インフルエンザのシーズンになってきました。2009年にインフルエンザパンデミックが起こった影響もあり、より注目される感染症になりました。
インフルエンザって怖い……だから、感染したのではという気がしたら、
と思っている方が多いかもしれません。しかし、事実はちょっと違います。
誤解のないように言いますが、後述するように、確かにインフルエンザには重症化しやすいハイリスク患者層がありますし、予防接種は必ず受けるべきです。
しかし、その診断、また治療のために誰もが病院に行くべきかというと、話は変わります。実はインフルエンザの診断は絶対ではありませんし、自宅療養で治る病気、すなわち“セルフケア疾患”と言えるのです。
えっ、と思われる方もいるでしょうか。

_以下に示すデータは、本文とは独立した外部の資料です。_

//! Broadcast event bus backed by a `tokio::sync::broadcast` channel.
//!
//! [`EventBus`] is the central publish/subscribe hub for [`EngineEvent`]s.
//! It is designed to be shared via `Arc<EventBus>` across the engine.

use chrono::Utc;
use serde::Serialize;
use tokio::sync::broadcast;

use adlens_core::types::{EntityId, Timestamp};

// ---------------------------------------------------------------------------
// EngineEvent
// ---------------------------------------------------------------------------

/// What happened.
#[derive(Debug, Clone, Copy, PartialEq, Eq, Serialize)]
#[serde(rename_all = "snake_case")]
pub enum EventKind {
    AssetSubmitted,
    AssetAnalyzed,
    AssetAnalysisFailed,
    AssetReanalyzed,
    RecommendationSubmitted,
    RecommendationResolved,
}

/// A lifecycle event emitted by the engine.
///
/// Constructed via [`EngineEvent::new`] and optionally enriched with
/// [`with_detail`](EngineEvent::with_detail).
#[derive(Debug, Clone, Serialize)]
pub struct EngineEvent {
    pub kind: EventKind,
    /// The asset or recommendation the event concerns.
    pub entity_id: EntityId,
    /// Free-form JSON payload carrying event-specific data (new status,
    /// overall score, failure reason, ...).
    pub detail: serde_json::Value,
    /// When the event was created (UTC).
    pub occurred_at: Timestamp,
}

impl EngineEvent {
    /// Create a new event with an empty detail object.
    pub fn new(kind: EventKind, entity_id: EntityId) -> Self {
        Self {
            kind,
            entity_id,
            detail: serde_json::Value::Object(Default::default()),
            occurred_at: Utc::now(),
        }
    }

    /// Attach a JSON payload to the event.
    pub fn with_detail(mut self, detail: serde_json::Value) -> Self {
        self.detail = detail;
        self
    }
}

// ---------------------------------------------------------------------------
// EventBus
// ---------------------------------------------------------------------------

/// Default buffer capacity for the broadcast channel.
const DEFAULT_CAPACITY: usize = 1024;

/// In-process fan-out event bus.
///
/// Wraps a [`broadcast::Sender`] so that any number of subscribers can
/// independently receive every published [`EngineEvent`].
pub struct EventBus {
    sender: broadcast::Sender<EngineEvent>,
}

impl EventBus {
    /// Create a bus with a specific channel capacity.
    ///
    /// When the buffer is full, the oldest un-consumed messages are dropped
    /// and slow receivers observe a `RecvError::Lagged`.
    pub fn new(capacity: usize) -> Self {
        let (sender, _) = broadcast::channel(capacity);
        Self { sender }
    }

    /// Publish an event to all current subscribers.
    ///
    /// With zero subscribers the event is silently dropped.
    pub fn publish(&self, event: EngineEvent) {
        // Ignore the SendError -- it only means there are no receivers.
        let _ = self.sender.send(event);
    }

    /// Subscribe to all events published on this bus.
    pub fn subscribe(&self) -> broadcast::Receiver<EngineEvent> {
        self.sender.subscribe()
    }
}

impl Default for EventBus {
    fn default() -> Self {
        Self::new(DEFAULT_CAPACITY)
    }
}

// ---------------------------------------------------------------------------
// Tests
// ---------------------------------------------------------------------------
//! Route definitions for the `/insights` resource.

use axum::routing::{get, post};
use axum::Router;

use crate::handlers::insights;
use crate::state::AppState;

/// Routes mounted at `/insights`.
///
/// ```text
/// GET    /summary      -> summary
/// GET    /trend        -> trend
/// POST   /campaigns    -> campaign_insights
/// ```
pub fn router() -> Router<AppState> {
    Router::new()
        .route("/summary", get(insights::summary))
        .route("/trend", get(insights::trend))
        .route("/campaigns", post(insights::campaign_insights))
}
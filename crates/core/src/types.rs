/// All entity identifiers are random UUIDs assigned at creation time.
pub type EntityId = uuid::Uuid;

/// All timestamps are UTC.
pub type Timestamp = chrono::DateTime<chrono::Utc>;
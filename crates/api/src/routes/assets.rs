//! Route definitions for the `/assets` resource.

use axum::routing::{get, post};
use axum::Router;

use crate::handlers::assets;
use crate::state::AppState;

/// Routes mounted at `/assets`.
///
/// ```text
/// GET    /                  -> list_assets
/// POST   /                  -> submit_asset
/// GET    /{id}              -> get_asset
/// POST   /{id}/reanalyze    -> reanalyze_asset
/// POST   /{id}/cancel       -> cancel_analysis
/// ```
pub fn router() -> Router<AppState> {
    Router::new()
        .route("/", get(assets::list_assets).post(assets::submit_asset))
        .route("/{id}", get(assets::get_asset))
        .route("/{id}/reanalyze", post(assets::reanalyze_asset))
        .route("/{id}/cancel", post(assets::cancel_analysis))
}
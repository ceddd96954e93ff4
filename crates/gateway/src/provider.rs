//! Analysis provider contract and HTTP implementation.
//!
//! The provider is opaque to the engine beyond this request/response shape.
//! Score and status hints in the response are ignored downstream -- the
//! engine recomputes both so classification stays consistent regardless of
//! provider behavior.

use async_trait::async_trait;
use serde::{Deserialize, Serialize};

use adlens_core::entities::{AssetKind, AssetPayload, Platform};

/// Request sent to the analysis provider for one creative asset.
#[derive(Debug, Clone, Serialize)]
pub struct AnalysisRequest {
    pub kind: AssetKind,
    pub platform: Platform,
    pub campaign_ref: String,
    pub payload: AssetPayload,
}

/// Raw sub-scores as returned by the provider.
///
/// Fields are optional so that a missing dimension is a validation failure
/// in the gateway rather than a hard deserialization error.
#[derive(Debug, Clone, Default, Serialize, Deserialize)]
pub struct ProviderScores {
    pub relevance: Option<f64>,
    pub engagement: Option<f64>,
    pub clarity: Option<f64>,
    pub brand_consistency: Option<f64>,
}

/// Raw provider response.
#[derive(Debug, Clone, Default, Serialize, Deserialize)]
pub struct ProviderResponse {
    /// Provider's own overall score. Ignored -- recomputed internally.
    #[serde(default)]
    pub overall_score: Option<f64>,
    #[serde(default)]
    pub scores: ProviderScores,
    #[serde(default)]
    pub feedback: Vec<String>,
    #[serde(default)]
    pub improvements: Vec<String>,
    /// Provider's status suggestion. Ignored -- recomputed internally.
    #[serde(default)]
    pub status_hint: Option<String>,
}

/// Errors from a provider call, split by whether a retry can help.
#[derive(Debug, thiserror::Error)]
pub enum ProviderError {
    /// Network trouble, 5xx-equivalent, or an unreadable body. Retryable.
    #[error("Transient provider failure: {0}")]
    Transient(String),

    /// The provider permanently rejected this input. Not retryable.
    #[error("Provider rejected the request: {0}")]
    Rejected(String),
}

/// External scoring service for creative assets.
#[async_trait]
pub trait AnalysisProvider: Send + Sync {
    /// Score one asset. One call per attempt; the gateway owns deadlines
    /// and retries.
    async fn analyze(&self, request: &AnalysisRequest) -> Result<ProviderResponse, ProviderError>;
}

// ---------------------------------------------------------------------------
// HTTP provider
// ---------------------------------------------------------------------------

/// HTTP client for a provider exposing `POST {base}/analyze`.
pub struct HttpAnalysisProvider {
    client: reqwest::Client,
    api_url: String,
}

impl HttpAnalysisProvider {
    /// Create a client for a provider instance.
    ///
    /// * `api_url` - Base HTTP URL, e.g. `http://host:8200`.
    pub fn new(api_url: String) -> Self {
        Self {
            client: reqwest::Client::new(),
            api_url,
        }
    }

    /// Create a client reusing an existing [`reqwest::Client`]
    /// (useful for connection pooling).
    pub fn with_client(client: reqwest::Client, api_url: String) -> Self {
        Self { client, api_url }
    }
}

#[async_trait]
impl AnalysisProvider for HttpAnalysisProvider {
    async fn analyze(&self, request: &AnalysisRequest) -> Result<ProviderResponse, ProviderError> {
        let response = self
            .client
            .post(format!("{}/analyze", self.api_url))
            .json(request)
            .send()
            .await
            .map_err(|e| ProviderError::Transient(format!("HTTP request failed: {e}")))?;

        let status = response.status();
        if status.is_client_error() {
            let body = response
                .text()
                .await
                .unwrap_or_else(|_| "<unreadable body>".to_string());
            return Err(ProviderError::Rejected(format!(
                "provider returned {status}: {body}"
            )));
        }
        if !status.is_success() {
            let body = response
                .text()
                .await
                .unwrap_or_else(|_| "<unreadable body>".to_string());
            return Err(ProviderError::Transient(format!(
                "provider returned {status}: {body}"
            )));
        }

        response
            .json::<ProviderResponse>()
            .await
            .map_err(|e| ProviderError::Transient(format!("unparseable provider body: {e}")))
    }
}

// ---------------------------------------------------------------------------
// Tests
// ---------------------------------------------------------------------------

「CMでも早く診断、治療のために病院に、という情報が流れているでしょ!」そう思われている方には、いち医師としては本当に申し訳ない気持ちでいっぱいです。
もちろん、そのような考えがすべて間違いとは言いません。でも、もしみなさんがちょっと立ち止まってインフルエンザについて考えていただけるのであれば、ぜひこの記事をゆっくり読んでみてください。
インフルエンザ診療をやりすぎている
筆者は、日本は「過度なインフルエンザ診療」の状況にあると思っています。実際、秋冬は救急外来・小児科外来などは風邪症状の患者さんでごった返しています。
するとどうなるか。対処すべき救急患者さんの診療が遅れることにつながったり、十分な診療ができない、といった状況も多々生まれているのです。それに、もどかしさを感じている医師は少なからずいます。